» EXERCISE OBJECTIVE:
Your job is to write out each record precisely as it stands.

====== AVAILABLE DATA

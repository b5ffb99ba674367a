/// ToUnicode CMap parsing

use std::collections::BTreeMap;
use lopdf::{Dictionary, Document, Object};
use crate::text::CMap;

/// The mapping from a CID to one or more Unicode code points.
#[derive(Debug)]
pub struct ToUnicodeCMap {
    pub mappings: BTreeMap<u32, Vec<u32>>,
}

impl ToUnicodeCMap {
    /// Parses a ToUnicode CMap from the given input string.
    pub fn parse(input: &str) -> Result<ToUnicodeCMap, String> {
        let mut mappings = BTreeMap::new();
        let mut lines = input.lines().map(|l| l.trim()).filter(|l| !l.is_empty());
        while let Some(line) = lines.next() {
            if line.starts_with("beginbfchar") {
                // Process each bfchar mapping line until "endbfchar"
                while let Some(l) = lines.next() {
                    if l.starts_with("endbfchar") {
                        break;
                    }
                    // Expect a line like: "<0041> <0041>"
                    let tokens: Vec<&str> = l.split_whitespace().collect();
                    if tokens.len() < 2 {
                        continue; // skip bad lines
                    }
                    let cid = parse_hex_token(tokens[0])?;
                    let uni = parse_hex_token(tokens[1])?;
                    mappings.insert(cid, vec![uni]);
                }
            } else if line.starts_with("beginbfrange") {
                // Process each bfrange mapping line until "endbfrange"
                while let Some(l) = lines.next() {
                    if l.starts_with("endbfrange") {
                        break;
                    }
                    // There are two forms:
                    //   form1: <start> <end> <startUnicode>
                    //   form2: <start> <end> [ <unicode1> <unicode2> ... ]
                    let tokens: Vec<&str> = l.split_whitespace().collect();
                    if tokens.len() < 3 {
                        continue;
                    }
                    let start = parse_hex_token(tokens[0])?;
                    let end = parse_hex_token(tokens[1])?;
                    if tokens[2].starts_with('[') {
                        // form2: rebuild the array of tokens.
                        let mut arr_tokens = Vec::new();
                        // Remove the leading '[' from the first token.
                        let first = tokens[2].trim_start_matches('[');
                        arr_tokens.push(first);
                        // Process the rest tokens until one ends with ']'.
                        for token in tokens.iter().skip(3) {
                            if token.ends_with(']') {
                                arr_tokens.push(token.trim_end_matches(']'));
                                break;
                            } else {
                                arr_tokens.push(token);
                            }
                        }
                        let expected = end - start + 1;
                        if arr_tokens.len() != expected as usize {
                            return Err(format!(
                                "bfrange array length mismatch: expected {} but got {}",
                                expected,
                                arr_tokens.len()
                            ));
                        }
                        for (i, token) in arr_tokens.iter().enumerate() {
                            let uni = parse_hex_token(token)?;
                            mappings.insert(start + i as u32, vec![uni]);
                        }
                    } else {
                        // form1: a single starting unicode value.
                        let start_uni = parse_hex_token(tokens[2])?;
                        let mut cur = start_uni;
                        for cid in start..=end {
                            mappings.insert(cid, vec![cur]);
                            cur += 1;
                        }
                    }
                }
            }
            // (Other lines, e.g. codespacerange, can be skipped for now.)
        }
        Ok(ToUnicodeCMap { mappings })
    }
}

/// Helper: Parse a hex token of the form "<...>" and return the number.
fn parse_hex_token(token: &str) -> Result<u32, String> {
    let token = token.trim();
    if token.len() < 2 {
        return Err("Hex token too short".into());
    }
    if token.starts_with('<') && token.ends_with('>') {
        let inner = &token[1..token.len()-1];
        u32::from_str_radix(inner, 16)
            .map_err(|e| format!("Failed to parse hex token {}: {}", token, e))
    } else {
        Err(format!("Expected token enclosed in <>: {}", token))
    }
}

/// Implement the CMap trait on our ToUnicodeCMap.
impl CMap for ToUnicodeCMap {
    fn map_bytes(&self, bytes: &[u8]) -> String {
        // For simplicity, assume that the byte sequence represents CIDs in big-endian,
        // and that each CID is 2 bytes long.
        let mut result = String::new();
        let mut i = 0;
        while i + 1 < bytes.len() {
            let cid = u16::from_be_bytes([bytes[i], bytes[i+1]]) as u32;
            if let Some(unis) = self.mappings.get(&cid) {
                for &u in unis {
                    if let Some(ch) = std::char::from_u32(u) {
                        result.push(ch);
                    }
                }
            }
            i += 2;
        }
        result
    }
}

/// Looks for a `ToUnicode` CMap entry on the dictionary, resolves it to a dictionary
/// and parses the `ToUnicodeCMap`.
pub fn get_to_unicode_cmap_from_font(
    font_dict: &Dictionary,
    doc: &Document,
) -> Result<ToUnicodeCMap, String> {

    let to_unicode_obj = font_dict.get(b"ToUnicode").ok()
    .ok_or("No ToUnicode entry found")?;

    let stream = match to_unicode_obj {
        Object::Reference(r) => doc.get_object(*r)
            .and_then(|obj| obj.as_stream().map(|s| s.clone()))
            .map_err(|e| format!("Error getting ToUnicode stream: {}", e))?,
        Object::Stream(s) => s.clone(),
        _ => return Err("Unexpected type for ToUnicode entry".into()),
    };

    let content = stream.decompressed_content()
        .map_err(|e| format!("Decompress error: {}", e))?;

    let cmap_str = String::from_utf8(content)
        .map_err(|e| format!("UTF-8 conversion error: {}", e))?;

    ToUnicodeCMap::parse(&cmap_str)
}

============

» TASK SOLUTION:
repository b5ffb99ba674367a
/// ToUnicode CMap parsing

use std::collections::BTreeMap;
use lopdf::{Dictionary, Document, Object};
use crate::text::CMap;

/// The mapping from a CID to one or more Unicode code points.
#[derive(Debug)]
pub struct ToUnicodeCMap {
    pub mappings: BTreeMap<u32, Vec<u32>>,
}

impl ToUnicodeCMap {
    /// Parses a ToUnicode CMap from the given input string.
    pub fn parse(input: &str) -> Result<ToUnicodeCMap, String> {
        let mut mappings = BTreeMap::new();
        let mut lines = input.lines().map(|l| l.trim()).filter(|l| !l.is_empty());
        while let Some(line) = lines.next() {
            if line.starts_with("beginbfchar") {
                // Process each bfchar mapping line until "endbfchar"
                while let Some(l) = lines.next() {
                    if l.starts_with("endbfchar") {
                        break;
                    }
                    // Expect a line like: "<0041> <0041>"
                    let tokens: Vec<&str> = l.split_whitespace().collect();
                    if tokens.len() < 2 {
                        continue; // skip bad lines
                    }
                    let cid = parse_hex_token(tokens[0])?;
                    let uni = parse_hex_token(tokens[1])?;
                    mappings.insert(cid, vec![uni]);
                }
            } else if line.starts_with("beginbfrange") {
                // Process each bfrange mapping line until "endbfrange"
                while let Some(l) = lines.next() {
                    if l.starts_with("endbfrange") {
                        break;
                    }
                    // There are two forms:
                    //   form1: <start> <end> <startUnicode>
                    //   form2: <start> <end> [ <unicode1> <unicode2> ... ]
                    let tokens: Vec<&str> = l.split_whitespace().collect();
                    if tokens.len() < 3 {
                        continue;
                    }
                    let start = parse_hex_token(tokens[0])?;
                    let end = parse_hex_token(tokens[1])?;
                    if tokens[2].starts_with('[') {
                        // form2: rebuild the array of tokens.
                        let mut arr_tokens = Vec::new();
                        // Remove the leading '[' from the first token.
                        let first = tokens[2].trim_start_matches('[');
                        arr_tokens.push(first);
                        // Process the rest tokens until one ends with ']'.
                        for token in tokens.iter().skip(3) {
                            if token.ends_with(']') {
                                arr_tokens.push(token.trim_end_matches(']'));
                                break;
                            } else {
                                arr_tokens.push(token);
                            }
                        }
                        let expected = end - start + 1;
                        if arr_tokens.len() != expected as usize {
                            return Err(format!(
                                "bfrange array length mismatch: expected {} but got {}",
                                expected,
                                arr_tokens.len()
                            ));
                        }
                        for (i, token) in arr_tokens.iter().enumerate() {
                            let uni = parse_hex_token(token)?;
                            mappings.insert(start + i as u32, vec![uni]);
                        }
                    } else {
                        // form1: a single starting unicode value.
                        let start_uni = parse_hex_token(tokens[2])?;
                        let mut cur = start_uni;
                        for cid in start..=end {
                            mappings.insert(cid, vec![cur]);
                            cur += 1;
                        }
                    }
                }
            }
            // (Other lines, e.g. codespacerange, can be skipped for now.)
        }
        Ok(ToUnicodeCMap { mappings })
    }
}

/// Helper: Parse a hex token of the form "<...>" and return the number.
fn parse_hex_token(token: &str) -> Result<u32, String> {
    let token = token.trim();
    if token.len() < 2 {
        return Err("Hex token too short".into());
    }
    if token.starts_with('<') && token.ends_with('>') {
        let inner = &token[1..token.len()-1];
        u32::from_str_radix(inner, 16)
            .map_err(|e| format!("Failed to parse hex token {}: {}", token, e))
    } else {
        Err(format!("Expected token enclosed in <>: {}", token))
    }
}

/// Implement the CMap trait on our ToUnicodeCMap.
impl CMap for ToUnicodeCMap {
    fn map_bytes(&self, bytes: &[u8]) -> String {
        // For simplicity, assume that the byte sequence represents CIDs in big-endian,
        // and that each CID is 2 bytes long.
        let mut result = String::new();
        let mut i = 0;
        while i + 1 < bytes.len() {
            let cid = u16::from_be_bytes([bytes[i], bytes[i+1]]) as u32;
            if let Some(unis) = self.mappings.get(&cid) {
                for &u in unis {
                    if let Some(ch) = std::char::from_u32(u) {
                        result.push(ch);
                    }
                }
            }
            i += 2;
        }
        result
    }
}

/// Looks for a `ToUnicode` CMap entry on the dictionary, resolves it to a dictionary
/// and parses the `ToUnicodeCMap`.
pub fn get_to_unicode_cmap_from_font(
    font_dict: &Dictionary,
    doc: &Document,
) -> Result<ToUnicodeCMap, String> {

    let to_unicode_obj = font_dict.get(b"ToUnicode").ok()
    .ok_or("No ToUnicode entry found")?;

    let stream = match to_unicode_obj {
        Object::Reference(r) => doc.get_object(*r)
            .and_then(|obj| obj.as_stream().map(|s| s.clone()))
            .map_err(|e| format!("Error getting ToUnicode stream: {}", e))?,
        Object::Stream(s) => s.clone(),
        _ => return Err("Unexpected type for ToUnicode entry".into()),
    };

    let content = stream.decompressed_content()
        .map_err(|e| format!("Decompress error: {}", e))?;

    let cmap_str = String::from_utf8(content)
        .map_err(|e| format!("UTF-8 conversion error: {}", e))?;

    ToUnicodeCMap::parse(&cmap_str)
}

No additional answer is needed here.